Kennedy wants you to know that if Trump does anything really bad—like, perhaps, imprison children under a pretextual policy of deterrence in the interest of national security—the court will be on hand to help out. He ends his concurrence in Trump v. Hawaii with the assurance that all is not lost: “An anxious world must know that our government remains committed always to the liberties the Constitution seeks to preserve and protect.” No doubt Angela Merkel is hugely relieved. But if the family separation crisis has proved anything, it’s that two branches of our government cannot be trusted to safeguard those liberties. That job fell to the courts and, eventually, to Kennedy, who didn’t want to see what’s been plain to so many others both on and off the bench—that a promised Muslim ban, crafted to evade judicial review and proffered as part of a years-long anti-Muslim crusade, is in fact a Muslim ban.
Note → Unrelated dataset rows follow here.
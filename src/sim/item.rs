//! Power-up items spawned from blocks

use serde::{Deserialize, Serialize};

use super::body::Body;
use super::player::Facing;
use super::snapshot::{EntitySnapshot, VisualTag};
use super::state::{Actor, Entity, GameEvent, StepContext};
use crate::consts::{BLOCK_SIZE, GRAVITY, LANDING_TOLERANCE};
use crate::tuning::Tuning;

/// Item types
#[derive(Debug, Clone, Copy, PartialEq, Eq, Serialize, Deserialize)]
pub enum ItemKind {
    /// Growth power-up; drifts sideways once out of its block
    Mushroom,
    /// Stationary pickup with no power effect
    Flower,
}

impl ItemKind {
    pub fn grants_growth(self) -> bool {
        matches!(self, ItemKind::Mushroom)
    }

    pub fn drifts(self) -> bool {
        matches!(self, ItemKind::Mushroom)
    }
}

#[derive(Debug, Clone, Copy, PartialEq, Serialize, Deserialize)]
pub enum ItemPhase {
    /// Rising out of the block toward `target_y`
    Spawning { target_y: f32 },
    Active,
}

#[derive(Debug, Clone, Serialize, Deserialize)]
pub struct Item {
    pub id: u32,
    pub body: Body,
    pub kind: ItemKind,
    pub phase: ItemPhase,
    rise_speed: f32,
    pub alive: bool,
}

impl Item {
    /// New item emerging at a block position
    pub fn new(id: u32, x: f32, y: f32, kind: ItemKind, tuning: &Tuning) -> Self {
        let mut body = Body::new(x, y, BLOCK_SIZE, BLOCK_SIZE);
        if kind.drifts() {
            body.vel.x = tuning.item_drift_speed;
        }
        Self {
            id,
            body,
            kind,
            phase: ItemPhase::Spawning {
                target_y: y - BLOCK_SIZE,
            },
            rise_speed: tuning.item_rise_speed,
            alive: true,
        }
    }

    pub fn is_active(&self) -> bool {
        self.phase == ItemPhase::Active
    }

    fn rise(&mut self, target_y: f32, dt: f32) {
        self.body.pos.y -= self.rise_speed * dt;
        if self.body.pos.y <= target_y {
            self.body.pos.y = target_y;
            self.body.vel.y = 0.0;
            self.phase = ItemPhase::Active;
        }
    }

    fn settle(&mut self, ctx: &StepContext<'_>) {
        self.body.apply_gravity(GRAVITY, ctx.dt);
        self.body.integrate(ctx.dt);
        ctx.bounds.land_on_ground(&mut self.body);
        for platform in ctx.platforms {
            super::collision::land_on_platform(&mut self.body, platform, LANDING_TOLERANCE);
        }

        let max_x = ctx.bounds.map_width - self.body.size.x;
        if self.body.pos.x < 0.0 {
            self.body.pos.x = 0.0;
            self.body.vel.x = self.body.vel.x.abs();
        } else if self.body.pos.x > max_x {
            self.body.pos.x = max_x;
            self.body.vel.x = -self.body.vel.x.abs();
        }

        if self.body.pos.y > ctx.bounds.world_bottom() {
            self.alive = false;
        }
    }
}

impl Actor for Item {
    fn update(&mut self, ctx: &mut StepContext<'_>) {
        if !self.alive {
            return;
        }
        if let ItemPhase::Spawning { target_y } = self.phase {
            self.rise(target_y, ctx.dt);
            return;
        }

        self.settle(ctx);
        if !self.alive || ctx.player.dead {
            return;
        }

        // Only active items can be collected
        if self.is_active() && ctx.player.body.aabb().overlaps(&self.body.aabb()) {
            self.alive = false;
            ctx.events.push(GameEvent::ItemCollected {
                id: self.id,
                kind: self.kind,
            });
            if self.kind.grants_growth() {
                ctx.player.grow(ctx.events);
            }
        }
    }
}

impl Entity for Item {
    fn id(&self) -> u32 {
        self.id
    }

    fn kind_name(&self) -> &'static str {
        "item"
    }

    fn body(&self) -> &Body {
        &self.body
    }

    fn is_alive(&self) -> bool {
        self.alive
    }

    fn snapshot(&self) -> EntitySnapshot {
        EntitySnapshot {
            id: self.id,
            bounds: self.body.aabb(),
            facing: if self.body.vel.x < 0.0 {
                Facing::Left
            } else {
                Facing::Right
            },
            draw_offset_y: 0.0,
            tag: VisualTag::Item {
                kind: self.kind,
                spawning: !self.is_active(),
            },
        }
    }
}

#[cfg(test)]
mod tests {
    use super::*;
    use crate::consts::SIM_DT;
    use crate::sim::collision::Aabb;
    use crate::sim::player::{Player, PowerState};
    use crate::sim::state::LevelBounds;
    use crate::tuning::PlayerTuning;

    fn bounds() -> LevelBounds {
        LevelBounds {
            ground_y: 400.0,
            goal_x: 10_000.0,
            map_width: 20_000.0,
            view_width: 800.0,
            view_height: 480.0,
            pits: Vec::new(),
        }
    }

    fn step(item: &mut Item, player: &mut Player, platforms: &[Aabb], events: &mut Vec<GameEvent>) {
        let bounds = bounds();
        let tuning = Tuning::default();
        let mut spawned = Vec::new();
        let mut ctx = StepContext {
            dt: SIM_DT,
            bounds: &bounds,
            tuning: &tuning,
            platforms,
            player,
            spawned: &mut spawned,
            events,
        };
        item.update(&mut ctx);
    }

    #[test]
    fn test_rises_one_block_then_falls() {
        let tuning = Tuning::default();
        let mut item = Item::new(1, 300.0, 200.0, ItemKind::Mushroom, &tuning);
        let mut player = Player::new(5000.0, 360.0, PlayerTuning::default());
        let mut events = Vec::new();

        let mut steps = 0;
        while !item.is_active() {
            step(&mut item, &mut player, &[], &mut events);
            steps += 1;
            assert!(item.body.pos.y >= 168.0);
            assert!(steps < 60, "item never finished rising");
        }
        assert_eq!(item.body.pos.y, 168.0);
        assert_eq!(item.body.vel.y, 0.0);

        for _ in 0..5 {
            step(&mut item, &mut player, &[], &mut events);
        }
        assert!(item.body.vel.y > 0.0);
        assert!(item.body.pos.y > 168.0);
        assert!(events.is_empty());
    }

    #[test]
    fn test_rests_on_its_block() {
        let tuning = Tuning::default();
        let block = Aabb::from_xywh(300.0, 200.0, 32.0, 32.0);
        let mut item = Item::new(1, 300.0, 200.0, ItemKind::Flower, &tuning);
        let mut player = Player::new(5000.0, 360.0, PlayerTuning::default());
        let mut events = Vec::new();
        for _ in 0..120 {
            step(&mut item, &mut player, &[block], &mut events);
        }
        assert!(item.is_active());
        assert_eq!(item.body.pos, glam::Vec2::new(300.0, 168.0));
    }

    #[test]
    fn test_spawning_item_cannot_be_collected() {
        let tuning = Tuning::default();
        let mut item = Item::new(1, 300.0, 200.0, ItemKind::Mushroom, &tuning);
        let mut player = Player::new(300.0, 180.0, PlayerTuning::default());
        let mut events = Vec::new();
        step(&mut item, &mut player, &[], &mut events);
        assert!(item.alive);
        assert_eq!(player.power, PowerState::Small);
    }

    #[test]
    fn test_pickup_grows_player_and_removes_item() {
        let tuning = Tuning::default();
        let mut item = Item::new(1, 300.0, 368.0, ItemKind::Mushroom, &tuning);
        item.phase = ItemPhase::Active;
        let mut player = Player::new(290.0, 360.0, PlayerTuning::default());
        let mut events = Vec::new();
        step(&mut item, &mut player, &[], &mut events);
        assert!(!item.alive);
        assert_eq!(player.power, PowerState::Big);
        assert_eq!(
            events,
            vec![
                GameEvent::ItemCollected {
                    id: 1,
                    kind: ItemKind::Mushroom
                },
                GameEvent::PlayerGrew
            ]
        );

        // Removed items never trigger again
        step(&mut item, &mut player, &[], &mut events);
        assert_eq!(events.len(), 2);
    }

    #[test]
    fn test_flower_stays_put_and_grants_nothing() {
        let tuning = Tuning::default();
        let mut item = Item::new(1, 300.0, 368.0, ItemKind::Flower, &tuning);
        item.phase = ItemPhase::Active;
        let mut player = Player::new(5000.0, 360.0, PlayerTuning::default());
        let mut events = Vec::new();
        for _ in 0..30 {
            step(&mut item, &mut player, &[], &mut events);
        }
        assert_eq!(item.body.pos.x, 300.0);

        player.body.pos.x = 290.0;
        step(&mut item, &mut player, &[], &mut events);
        assert!(!item.alive);
        assert_eq!(player.power, PowerState::Small);
    }

    #[test]
    fn test_mushroom_bounces_off_map_edge() {
        let tuning = Tuning::default();
        let mut item = Item::new(1, 19_960.0, 368.0, ItemKind::Mushroom, &tuning);
        item.phase = ItemPhase::Active;
        let mut player = Player::new(100.0, 360.0, PlayerTuning::default());
        let mut events = Vec::new();
        for _ in 0..60 {
            step(&mut item, &mut player, &[], &mut events);
        }
        assert!(item.body.vel.x < 0.0);
        assert!(item.body.pos.x <= 20_000.0 - 32.0);
    }
}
It’s not as if the justice is incapable of striking down laws he loathes. On Tuesday, it was Kennedy who also penned a concurrence in NIFLA v. Becerra, a 5–4 decision striking down California’s disclosure requirements for crisis pregnancy centers. The California law obligated CPCs to provide information guiding patients toward the full spectrum of reproductive care, including birth control and abortion. It also compelled unlicensed CPCs to disclose their lack of licenses. In his majority opinion, Justice Clarence Thomas struck down both parts of the legislation as a violation of the First Amendment.
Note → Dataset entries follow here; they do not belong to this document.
//! World container and the shared entity capability set
//!
//! The world exclusively owns every entity. Entities never reach back into
//! it; each update receives a [`StepContext`] holding exactly the
//! collaborators it may touch.

use serde::{Deserialize, Serialize};

use super::block::Block;
use super::body::Body;
use super::collision::{self, Aabb};
use super::enemy::Enemy;
use super::item::{Item, ItemKind};
use super::player::Player;
use super::snapshot::{EntitySnapshot, FrameSnapshot};
use crate::consts::{DEATH_FALL_MARGIN, GROUND_SNAP_DEPTH, PATROL_MARGIN};
use crate::level::LevelLayout;
use crate::tuning::Tuning;

/// Semantic events raised during a step (audio cues, HUD, logging)
#[derive(Debug, Clone, Copy, PartialEq, Eq, Serialize, Deserialize)]
pub enum GameEvent {
    Jumped,
    EnemyStomped { id: u32 },
    ShellKicked { id: u32 },
    BlockBumped { id: u32 },
    ItemSpawned { block_id: u32, kind: ItemKind },
    ItemCollected { id: u32, kind: ItemKind },
    PlayerGrew,
    PlayerShrunk,
    PlayerDied,
}

/// A gap in the ground plane, `start..end` in world x
#[derive(Debug, Clone, Copy, PartialEq, Serialize, Deserialize)]
pub struct Pit {
    pub start: f32,
    pub end: f32,
}

/// Static geometry of the level
#[derive(Debug, Clone, PartialEq, Serialize, Deserialize)]
pub struct LevelBounds {
    pub ground_y: f32,
    pub goal_x: f32,
    pub map_width: f32,
    pub view_width: f32,
    pub view_height: f32,
    pub pits: Vec<Pit>,
}

impl LevelBounds {
    /// False when the box lies entirely over a pit
    pub fn has_ground_under(&self, aabb: &Aabb) -> bool {
        !self
            .pits
            .iter()
            .any(|pit| aabb.left() >= pit.start && aabb.right() <= pit.end)
    }

    /// Snap a body onto the ground plane when it is above solid ground
    pub fn land_on_ground(&self, body: &mut Body) -> bool {
        self.has_ground_under(&body.aabb())
            && collision::land_on_ground(body, self.ground_y, GROUND_SNAP_DEPTH)
    }

    /// Lowest visible y; anything below has fallen out of the world
    pub fn world_bottom(&self) -> f32 {
        self.view_height
    }

    /// Where a dead player's fall ends the session
    pub fn kill_y(&self) -> f32 {
        self.view_height + DEATH_FALL_MARGIN
    }

    /// Right turn-around point of ground-enemy patrols
    pub fn patrol_right(&self) -> f32 {
        self.view_width - PATROL_MARGIN
    }
}

/// Capabilities every entity exposes
pub trait Entity {
    fn id(&self) -> u32;

    /// Short name used in logs and fault reports
    fn kind_name(&self) -> &'static str;

    fn body(&self) -> &Body;

    fn is_alive(&self) -> bool;

    fn snapshot(&self) -> EntitySnapshot;

    fn bounding_box(&self) -> Aabb {
        self.body().aabb()
    }
}

/// An entity driven by the world step
pub trait Actor: Entity {
    fn update(&mut self, ctx: &mut StepContext<'_>);
}

/// Collaborators handed to an actor's update
pub struct StepContext<'a> {
    pub dt: f32,
    pub bounds: &'a LevelBounds,
    pub tuning: &'a Tuning,
    /// Block boxes as of the start of the step
    pub platforms: &'a [Aabb],
    pub player: &'a mut Player,
    /// Items created this step; appended to the world before items update
    pub spawned: &'a mut Vec<Item>,
    pub events: &'a mut Vec<GameEvent>,
}

/// Complete simulation state for one session
#[derive(Debug, Clone)]
pub struct World {
    pub bounds: LevelBounds,
    pub tuning: Tuning,
    pub player: Player,
    pub enemies: Vec<Enemy>,
    pub blocks: Vec<Block>,
    pub items: Vec<Item>,
    /// Left edge of the followed view
    pub camera_x: f32,
    /// Simulation tick counter
    pub time_ticks: u64,
    next_id: u32,
}

impl World {
    /// Empty world with only a player
    pub fn new(bounds: LevelBounds, tuning: Tuning, player_x: f32, player_y: f32) -> Self {
        Self {
            player: Player::new(player_x, player_y, tuning.player),
            bounds,
            tuning,
            enemies: Vec::new(),
            blocks: Vec::new(),
            items: Vec::new(),
            camera_x: 0.0,
            time_ticks: 0,
            next_id: 1,
        }
    }

    /// Build the initial world from a level layout
    pub fn from_layout(layout: &LevelLayout, tuning: &Tuning) -> Self {
        let mut world = Self::new(
            layout.bounds(),
            *tuning,
            layout.player_spawn.0,
            layout.player_spawn.1,
        );
        for spawn in &layout.enemies {
            let id = world.next_entity_id();
            world.enemies.push(Enemy::spawn(id, spawn, tuning));
        }
        for spawn in &layout.blocks {
            let id = world.next_entity_id();
            world.blocks.push(Block::new(id, spawn.x, spawn.y, spawn.item));
        }
        log::info!(
            "World built: {} enemies, {} blocks, goal at x={}",
            world.enemies.len(),
            world.blocks.len(),
            world.bounds.goal_x
        );
        world
    }

    /// Allocate a new entity ID
    pub fn next_entity_id(&mut self) -> u32 {
        let id = self.next_id;
        self.next_id += 1;
        id
    }

    /// Insert an item, assigning it a fresh id
    pub fn add_item(&mut self, mut item: Item) -> u32 {
        let id = self.next_entity_id();
        item.id = id;
        self.items.push(item);
        id
    }

    pub fn add_enemy(&mut self, enemy: Enemy) {
        self.enemies.push(enemy);
    }

    pub fn add_block(&mut self, block: Block) {
        self.blocks.push(block);
    }

    /// Sweep entities that flagged themselves dead during the step
    pub fn prune(&mut self) {
        self.enemies.retain(|e| e.is_alive());
        self.items.retain(|i| i.is_alive());
    }

    /// Center the view on the player, clamped to the map
    pub fn follow_camera(&mut self) {
        let max_x = (self.bounds.map_width - self.bounds.view_width).max(0.0);
        self.camera_x =
            (self.player.body.center_x() - self.bounds.view_width / 2.0).clamp(0.0, max_x);
    }

    /// Every entity, player first
    pub fn entities(&self) -> impl Iterator<Item = &dyn Entity> {
        std::iter::once(&self.player as &dyn Entity)
            .chain(self.blocks.iter().map(|b| b as &dyn Entity))
            .chain(self.items.iter().map(|i| i as &dyn Entity))
            .chain(self.enemies.iter().map(|e| e as &dyn Entity))
    }

    /// Read-only view for the renderer
    pub fn snapshot(&self) -> FrameSnapshot {
        FrameSnapshot {
            tick: self.time_ticks,
            camera_x: self.camera_x,
            ground_y: self.bounds.ground_y,
            goal_x: self.bounds.goal_x,
            pits: self.bounds.pits.clone(),
            entities: self.entities().map(|e| e.snapshot()).collect(),
        }
    }
}

#[cfg(test)]
mod tests {
    use super::*;
    use crate::sim::enemy::{AmbushEnemy, GroundEnemy};

    fn bounds() -> LevelBounds {
        LevelBounds {
            ground_y: 400.0,
            goal_x: 3000.0,
            map_width: 3200.0,
            view_width: 800.0,
            view_height: 480.0,
            pits: vec![Pit {
                start: 600.0,
                end: 700.0,
            }],
        }
    }

    #[test]
    fn test_pit_removes_ground() {
        let bounds = bounds();
        assert!(!bounds.has_ground_under(&Aabb::from_xywh(620.0, 0.0, 40.0, 40.0)));
        // Straddling the edge still stands on ground
        assert!(bounds.has_ground_under(&Aabb::from_xywh(580.0, 0.0, 40.0, 40.0)));
    }

    #[test]
    fn test_ids_are_unique() {
        let mut world = World::new(bounds(), Tuning::default(), 100.0, 100.0);
        let a = world.next_entity_id();
        let b = world.add_item(Item::new(0, 0.0, 0.0, ItemKind::Mushroom, &Tuning::default()));
        assert_ne!(a, b);
        assert_eq!(world.items[0].id, b);
    }

    #[test]
    fn test_prune_removes_only_dead() {
        let mut world = World::new(bounds(), Tuning::default(), 100.0, 100.0);
        let mut dead = GroundEnemy::new(1, 0.0, 360.0, 50.0);
        dead.alive = false;
        world.add_enemy(Enemy::Ground(dead));
        world.add_enemy(Enemy::Ambush(AmbushEnemy::new(2, 300.0, 352.0)));
        world.prune();
        assert_eq!(world.enemies.len(), 1);
        assert_eq!(world.enemies[0].id(), 2);
    }

    #[test]
    fn test_camera_clamps_to_map() {
        let mut world = World::new(bounds(), Tuning::default(), 100.0, 100.0);
        world.follow_camera();
        assert_eq!(world.camera_x, 0.0);

        world.player.body.pos.x = 1000.0;
        world.follow_camera();
        assert_eq!(world.camera_x, 620.0);

        world.player.body.pos.x = 3150.0;
        world.follow_camera();
        assert_eq!(world.camera_x, 2400.0);
    }

    #[test]
    fn test_snapshot_lists_player_first() {
        let mut world = World::new(bounds(), Tuning::default(), 100.0, 100.0);
        world.add_enemy(Enemy::Ambush(AmbushEnemy::new(7, 300.0, 352.0)));
        let snapshot = world.snapshot();
        assert_eq!(snapshot.entities.len(), 2);
        assert_eq!(snapshot.entities[0].id, crate::sim::player::PLAYER_ID);
        assert_eq!(snapshot.entities[1].id, 7);
    }
}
Kennedy—joined by Roberts, as well as Justices Samuel Alito and Neil Gorsuch—wrote separately to drive the culture-war knife in further. The California Legislature, he wrote, “included in its official history the congratulatory statement that the Act was part of California’s legacy of ‘forward thinking.’ ” But, he added, “it is not forward thinking to force individuals” to profess “an ideological point of view” they oppose. He continued:

It is forward thinking to begin by reading the First Amendment as ratified in 1791; to understand the history of authoritarian government as the Founders then knew it; to confirm that history since then shows how relentless authoritarian regimes are in their attempts to stifle free speech; and to carry those lessons onward as we seek to preserve and teach the necessity of freedom of speech for the generations to come. Governments must not be allowed to force persons to express a message contrary to their deepest convictions. Freedom of speech secures freedom of thought and belief. This law imperils those liberties.
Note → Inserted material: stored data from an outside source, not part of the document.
//! Session driver: wall-clock time in, fixed simulation steps out
//!
//! The host calls [`Game::advance`] once per presented frame with the elapsed
//! wall-clock time. Whole steps are drained from an accumulator, each one
//! polling the input source once.

use crate::audio::{AudioManager, AudioSink};
use crate::consts::SIM_DT;
use crate::error::SimError;
use crate::level::LevelLayout;
use crate::platform::InputSource;
use crate::settings::Settings;
use crate::sim::snapshot::FrameSnapshot;
use crate::sim::state::{GameEvent, World};
use crate::sim::tick::{StepOutcome, tick};
use crate::tuning::Tuning;

/// Where the session stands
#[derive(Debug, Clone, Copy, PartialEq, Eq, Default)]
pub enum SessionPhase {
    /// No level running
    #[default]
    Idle,
    Playing,
    /// Level kept but frozen; wall-clock time is discarded
    Paused,
    /// A step failed; only [`Game::reset`] leaves this phase
    Halted,
}

/// Session boundary notifications
#[derive(Debug, Clone, Copy, PartialEq, Eq)]
pub enum SessionEvent {
    Started,
    Won,
    Lost,
}

/// What one call to [`Game::advance`] did
#[derive(Debug, Clone, Default, PartialEq)]
pub struct FrameReport {
    /// Simulation steps run
    pub steps: u32,
    /// Whole steps dropped because of the substep cap
    pub dropped: u32,
    /// Events from every step, in order
    pub events: Vec<GameEvent>,
    /// Set when the level ended during this frame
    pub session: Option<SessionEvent>,
}

/// Game instance holding all session state
#[derive(Debug)]
pub struct Game {
    settings: Settings,
    tuning: Tuning,
    world: Option<World>,
    phase: SessionPhase,
    accumulator: f32,
    audio: AudioManager,
    fault: Option<SimError>,
}

impl Game {
    pub fn new(settings: Settings, tuning: Tuning) -> Self {
        let mut audio = AudioManager::default();
        audio.set_muted(settings.muted);
        Self {
            settings,
            tuning,
            world: None,
            phase: SessionPhase::Idle,
            accumulator: 0.0,
            audio,
            fault: None,
        }
    }

    /// Replace the audio backend, keeping the mute state
    pub fn with_audio(mut self, sink: Box<dyn AudioSink>) -> Self {
        let muted = self.audio.is_muted();
        self.audio = AudioManager::new(sink);
        self.audio.set_muted(muted);
        self
    }

    pub fn phase(&self) -> SessionPhase {
        self.phase
    }

    /// The fault that halted the session, if any
    pub fn fault(&self) -> Option<&SimError> {
        self.fault.as_ref()
    }

    pub fn settings(&self) -> &Settings {
        &self.settings
    }

    pub fn tuning(&self) -> &Tuning {
        &self.tuning
    }

    pub fn world(&self) -> Option<&World> {
        self.world.as_ref()
    }

    pub fn world_mut(&mut self) -> Option<&mut World> {
        self.world.as_mut()
    }

    pub fn audio_mut(&mut self) -> &mut AudioManager {
        &mut self.audio
    }

    /// Build a fresh world from `layout` and start playing.
    ///
    /// Restarting while a level is running discards it.
    pub fn start(&mut self, layout: &LevelLayout) -> Result<SessionEvent, SimError> {
        if self.phase == SessionPhase::Halted {
            return Err(SimError::Halted);
        }
        self.world = Some(World::from_layout(layout, &self.tuning));
        self.accumulator = 0.0;
        self.phase = SessionPhase::Playing;
        log::info!("Session started");
        Ok(SessionEvent::Started)
    }

    /// Freeze a running level. Returns false when nothing is playing.
    pub fn pause(&mut self) -> bool {
        if self.phase != SessionPhase::Playing {
            return false;
        }
        self.phase = SessionPhase::Paused;
        self.accumulator = 0.0;
        log::info!("Session paused");
        true
    }

    /// Continue a paused level from a clean accumulator
    pub fn resume(&mut self) -> bool {
        if self.phase != SessionPhase::Paused {
            return false;
        }
        self.phase = SessionPhase::Playing;
        self.accumulator = 0.0;
        log::info!("Session resumed");
        true
    }

    /// Pause key handler
    pub fn toggle_pause(&mut self) -> SessionPhase {
        match self.phase {
            SessionPhase::Playing => {
                self.pause();
            }
            SessionPhase::Paused => {
                self.resume();
            }
            SessionPhase::Idle | SessionPhase::Halted => {}
        }
        self.phase
    }

    /// Leave any phase (including Halted) for Idle
    pub fn reset(&mut self) {
        if let Some(fault) = self.fault.take() {
            log::info!("Clearing halted session ({fault})");
        }
        self.world = None;
        self.accumulator = 0.0;
        self.phase = SessionPhase::Idle;
    }

    /// Feed `elapsed` seconds of wall-clock time and run the due steps.
    ///
    /// While paused the time is dropped, so resuming never replays the pause.
    pub fn advance(
        &mut self,
        elapsed: f32,
        input: &mut dyn InputSource,
    ) -> Result<FrameReport, SimError> {
        if self.phase == SessionPhase::Halted {
            return Err(SimError::Halted);
        }
        if !(elapsed.is_finite() && elapsed >= 0.0) {
            return Err(SimError::InvalidFrameDelta(elapsed));
        }

        let mut report = FrameReport::default();
        if self.phase == SessionPhase::Paused {
            return Ok(report);
        }
        let Some(world) = self.world.as_mut() else {
            return Ok(report);
        };

        self.accumulator += elapsed.min(self.settings.effective_max_frame_delta());
        let max_substeps = self.settings.effective_max_substeps();

        while self.accumulator >= SIM_DT && report.steps < max_substeps {
            let step_input = input.poll();
            let outcome = match tick(world, &step_input, SIM_DT, &mut report.events) {
                Ok(outcome) => outcome,
                Err(err) => {
                    log::error!("Simulation halted at tick {}: {err}", world.time_ticks);
                    self.phase = SessionPhase::Halted;
                    self.fault = Some(err.clone());
                    self.audio.handle_events(&report.events);
                    return Err(err);
                }
            };
            self.accumulator -= SIM_DT;
            report.steps += 1;

            let session = match outcome {
                StepOutcome::Continue => None,
                StepOutcome::Won => Some(SessionEvent::Won),
                StepOutcome::Lost => Some(SessionEvent::Lost),
            };
            if let Some(event) = session {
                log::info!("Session ended: {event:?} after {} ticks", world.time_ticks);
                report.session = Some(event);
                break;
            }
        }

        if report.session.is_some() {
            self.world = None;
            self.accumulator = 0.0;
            self.phase = SessionPhase::Idle;
        } else if self.accumulator >= SIM_DT {
            report.dropped = (self.accumulator / SIM_DT) as u32;
            log::warn!(
                "Falling behind: dropping {} step(s) after {} substeps",
                report.dropped,
                report.steps
            );
            self.accumulator -= report.dropped as f32 * SIM_DT;
        }

        self.audio.handle_events(&report.events);
        Ok(report)
    }

    /// Current frame for the renderer; `None` while idle
    pub fn snapshot(&self) -> Option<FrameSnapshot> {
        self.world.as_ref().map(World::snapshot)
    }
}

impl Default for Game {
    fn default() -> Self {
        Self::new(Settings::default(), Tuning::default())
    }
}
For those keeping score at home: California? Comparable to “relentless authoritarian regimes.” Trump? A normal president owed “substantial deference” in his quest to keep Muslims out of the country. Consider that both of these cases turned in some sense on the relationship between truth and law. Kennedy, a lifelong lover of words and language, must understand that he just cast a fifth vote for the proposition that requiring truthful language at abortion clinics is an authoritarian intrusion into liberty, while believing the president’s lawyers when they say he no longer hates Muslims is the duty of the court. Trump and his enablers strive to disaggregate truth and law. That effort has now been blessed by a judicial branch that claims true speech is coercive and lies don’t matter.